Information provided Block Start

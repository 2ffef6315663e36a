//! Data source configuration parsing from environment variables.

use anyhow::{Context, Result};
use std::env;
use std::path::PathBuf;
use std::str::FromStr;

/// Where bars come from
#[derive(Debug, Clone, Copy, PartialEq, Eq)]
pub enum DataSource {
    Mock,
    Csv,
}

impl FromStr for DataSource {
    type Err = anyhow::Error;

    fn from_str(s: &str) -> Result<Self, Self::Err> {
        match s.to_lowercase().as_str() {
            "mock" => Ok(DataSource::Mock),
            "csv" => Ok(DataSource::Csv),
            _ => anyhow::bail!("Invalid DATA_SOURCE: {}. Must be 'mock' or 'csv'", s),
        }
    }
}

/// Source environment configuration
#[derive(Debug, Clone)]
pub struct SourceEnvConfig {
    pub data_source: DataSource,
    pub csv_dir: PathBuf,
    /// 0 disables the series cache
    pub cache_ttl_secs: u64,
    pub refresh_interval_secs: u64,
}

impl SourceEnvConfig {
    pub fn from_env() -> Result<Self> {
        let data_source_str = env::var("DATA_SOURCE").unwrap_or_else(|_| "mock".to_string());

        Ok(Self {
            data_source: DataSource::from_str(&data_source_str)?,
            csv_dir: PathBuf::from(env::var("CSV_DATA_DIR").unwrap_or_else(|_| "data".to_string())),
            cache_ttl_secs: Self::parse_u64("SERIES_CACHE_TTL_SECS", 0)?,
            refresh_interval_secs: Self::parse_u64("REFRESH_INTERVAL_SECS", 60)?,
        })
    }

    fn parse_u64(key: &str, default: u64) -> Result<u64> {
        env::var(key)
            .unwrap_or_else(|_| default.to_string())
            .parse::<u64>()
            .context(format!("Failed to parse {}", key))
    }
}

#[cfg(test)]
mod tests {
    use super::*;

    #[test]
    fn test_data_source_parsing() {
        assert_eq!(DataSource::from_str("mock").unwrap(), DataSource::Mock);
        assert_eq!(DataSource::from_str("CSV").unwrap(), DataSource::Csv);
        assert!(DataSource::from_str("bitget").is_err());
    }
}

Information provided Block End

Tally the lines of the records that hold the word "environment" and output only the total.

§ Response area
2